Le Bon, la Brute et le Truand
Leone étire l'affrontement final en dix minutes de pure tension. Un western qui est déjà un opéra, et la définition même de l'épique au cinéma.

Et pour quelques dollars de plus
Leone pose deux chasseurs de primes face à un gang. Le duel comme rituel, et la montre à carillon qui redéfinit ce que peut être une scène de cinéma.

Impitoyable
Eastwood démonte le mythe du pistolero en le jouant lui-même pour la dernière fois. Un western crépusculaire sur la violence comme cicatrice, et le plus honnête du genre.

L'Assassinat de Jesse James
Dominik filme l'admiration de Robert Ford pour Jesse James, et sa trahison.
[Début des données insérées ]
#[cfg(test)]
mod tests {
    use std::collections::HashMap;
    use std::time::Duration;

    use super::*;
    use crate::error::{EncodingError, Error};
    use crate::protocol::encode_str;

    fn frame(data: &str) -> Frame {
        encode_str("", "", data)
    }

    #[tokio::test]
    async fn test_register_unregister() {
        let hub = Hub::new();
        assert_eq!(hub.subscriber_count().await.unwrap(), 0);

        let mut ids = Vec::new();
        for _ in 0..5 {
            let (handle, mailbox) = hub.mailbox();
            ids.push(mailbox.id());
            hub.register(handle).await.unwrap();
            hub.publish(frame("tick")).await.unwrap();
        }
        assert_eq!(hub.subscriber_count().await.unwrap(), 5);

        for id in ids {
            hub.publish(frame("tick")).await.unwrap();
            hub.unregister(id).await;
        }
        assert_eq!(hub.subscriber_count().await.unwrap(), 0);
        assert_eq!(hub.stats().total_subscriptions, 5);
    }

    #[tokio::test]
    async fn test_register_handle_from_other_hub() {
        let hub_a = Hub::new();
        let hub_b = Hub::new();

        let mut first = hub_b.subscribe().await.unwrap();
        let (foreign, mut second) = hub_a.mailbox();
        assert_ne!(first.id(), second.id());

        hub_b.register(foreign).await.unwrap();
        assert_eq!(hub_b.subscriber_count().await.unwrap(), 2);

        hub_b.publish(frame("x")).await.unwrap();
        assert_eq!(first.recv().await.unwrap(), frame("x"));
        assert_eq!(second.recv().await.unwrap(), frame("x"));
    }

    #[tokio::test]
    async fn test_unregister_unknown_is_noop() {
        let hub = Hub::new();
        let _mailbox = hub.subscribe().await.unwrap();

        let (handle, _) = hub.mailbox();
        hub.unregister(handle.id()).await;

        assert_eq!(hub.subscriber_count().await.unwrap(), 1);
    }

    #[tokio::test]
    async fn test_publish_order_per_subscriber() {
        let hub = Hub::with_config(HubConfig::default().mailbox_capacity(64));
        let mut first = hub.subscribe().await.unwrap();
        let mut second = hub.subscribe().await.unwrap();

        for i in 0..20 {
            hub.send_int("", "seq", i).await.unwrap();
        }

        for i in 0..20 {
            let expected = protocol::encode_int("", "seq", i);
            assert_eq!(first.recv().await.unwrap(), expected);
            assert_eq!(second.recv().await.unwrap(), expected);
        }
    }

    #[tokio::test]
    async fn test_no_replay_for_late_subscriber() {
        let hub = Hub::new();
        let mut early = hub.subscribe().await.unwrap();

        hub.send_string("", "", "before").await.unwrap();
        let mut late = hub.subscribe().await.unwrap();
        hub.send_string("", "", "after").await.unwrap();

        assert_eq!(early.recv().await.unwrap(), frame("before"));
        assert_eq!(early.recv().await.unwrap(), frame("after"));
        assert_eq!(late.recv().await.unwrap(), frame("after"));

        hub.subscriber_count().await.unwrap();
        assert!(late.try_recv().is_none());
    }

    #[tokio::test]
    async fn test_concurrent_publishers() {
        let hub = Hub::with_config(HubConfig::default().mailbox_capacity(256));
        let mut mailbox = hub.subscribe().await.unwrap();

        let mut tasks = Vec::new();
        for publisher in 0..4u64 {
            let hub = hub.clone();
            tasks.push(tokio::spawn(async move {
                for n in 0..25u64 {
                    hub.send_uint("", "", publisher * 100 + n).await.unwrap();
                }
            }));
        }
        for task in tasks {
            task.await.unwrap();
        }

        // Each publisher's frames arrive in its own order
        let mut last: HashMap<u64, u64> = HashMap::new();
        for _ in 0..100 {
            let frame = mailbox.recv().await.unwrap();
            let text = std::str::from_utf8(frame.as_bytes()).unwrap();
            let value: u64 = text
                .trim_start_matches("data:")
                .trim_end()
                .parse()
                .unwrap();
            let (publisher, n) = (value / 100, value % 100);
            if let Some(prev) = last.insert(publisher, n) {
                assert!(n > prev);
            }
        }
        assert_eq!(last.len(), 4);
    }

    #[tokio::test]
    async fn test_json_error_publishes_nothing() {
        let hub = Hub::new();
        let mut mailbox = hub.subscribe().await.unwrap();

        let result = hub.send_json("", "json", &f64::INFINITY).await;
        assert!(matches!(
            result,
            Err(Error::Encoding(EncodingError::NonFiniteNumber(_)))
        ));

        hub.subscriber_count().await.unwrap();
        assert!(mailbox.try_recv().is_none());
        assert_eq!(hub.stats().frames_published, 0);
    }

    #[tokio::test]
    async fn test_blocking_policy_stalls_on_full_mailbox() {
        let hub = Hub::with_config(HubConfig::default().mailbox_capacity(1));
        let mut stalled = hub.subscribe().await.unwrap();

        hub.send_string("", "", "1").await.unwrap();
        hub.send_string("", "", "2").await.unwrap();

        // Loop is waiting for room in the stalled mailbox
        let count = tokio::time::timeout(Duration::from_millis(100), hub.subscriber_count()).await;
        assert!(count.is_err());

        assert_eq!(stalled.recv().await.unwrap(), frame("1"));
        assert_eq!(hub.subscriber_count().await.unwrap(), 1);
        assert_eq!(stalled.recv().await.unwrap(), frame("2"));
        assert_eq!(hub.stats().frames_dropped, 0);
    }

    #[tokio::test]
    async fn test_drop_policy_counts_drops() {
        let config = HubConfig::default().mailbox_capacity(1).drop_on_full();
        let hub = Hub::with_config(config);
        let mut slow = hub.subscribe().await.unwrap();

        for data in ["1", "2", "3"] {
            hub.send_string("", "", data).await.unwrap();
        }
        hub.subscriber_count().await.unwrap();

        assert_eq!(slow.recv().await.unwrap(), frame("1"));
        assert!(slow.try_recv().is_none());

        let stats = hub.stats();
        assert_eq!(stats.frames_published, 3);
        assert_eq!(stats.frames_delivered, 1);
        assert_eq!(stats.frames_dropped, 2);
    }

    #[tokio::test]
    async fn test_dropped_mailbox_does_not_stall() {
        let hub = Hub::with_config(HubConfig::default().mailbox_capacity(1));
        let gone = hub.subscribe().await.unwrap();
        let mut alive = hub.subscribe().await.unwrap();
        drop(gone);

        for data in ["1", "2", "3"] {
            hub.send_string("", "", data).await.unwrap();
            assert_eq!(alive.recv().await.unwrap(), frame(data));
        }

        // Still registered until the owner unregisters it
        assert_eq!(hub.subscriber_count().await.unwrap(), 2);
    }

    #[tokio::test]
    async fn test_shutdown_releases_subscribers() {
        let hub = Hub::new();
        let mut first = hub.subscribe().await.unwrap();
        let mut second = hub.subscribe().await.unwrap();

        hub.send_string("", "", "bye").await.unwrap();
        assert_eq!(hub.shutdown().await.unwrap(), 2);
        assert!(hub.is_closed());

        assert_eq!(first.recv().await.unwrap(), frame("bye"));
        assert!(first.recv().await.is_none());
        assert_eq!(second.recv().await.unwrap(), frame("bye"));
        assert!(second.recv().await.is_none());

        assert_eq!(hub.subscribe().await.unwrap_err(), HubError::Closed);
        assert_eq!(
            hub.send_string("", "", "late").await.unwrap_err(),
            HubError::Closed
        );
        assert!(hub.shutdown().await.is_err());
    }

    #[tokio::test]
    async fn test_mailbox_capacity_from_config() {
        let hub = Hub::with_config(HubConfig::default().mailbox_capacity(8));
        let mailbox = hub.subscribe().await.unwrap();
        assert_eq!(mailbox.capacity(), 8);

        let (first, _) = hub.mailbox();
        let (second, _) = hub.mailbox();
        assert_ne!(first.id(), second.id());
    }
}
Un western contemplatif, au ralenti, qui ressemble à une élégie pour l'Amérique.

Les Moissons du ciel
Malick filme des ouvriers agricoles dans la pampa texane des années 1910. Néstor Almendros a filmé la lumière de l'heure dorée, peut-être le film le plus beau de sa décennie.

Pour une poignée de dollars
Leone invente le western spaghetti avec un étranger sans nom qui joue deux gangs l'un contre l'autre. Un film de gestes et de regards, et la naissance d'une esthétique.

True Grit
Les Coen filment une adolescente qui engage un marshal alcoolique pour venger son père. Un western à la fois drôle et mélancolique, et Hailee Steinfeld dans l'un des premiers rôles les plus saisissants du cinéma américain.

Le Grand Silence
Corbucci plante son western dans la neige de l'Utah en plein hiver, un hors-la-loi muet contre un chasseur de primes. Le western le plus sombre de l'époque, avec une fin que personne n'osait filmer.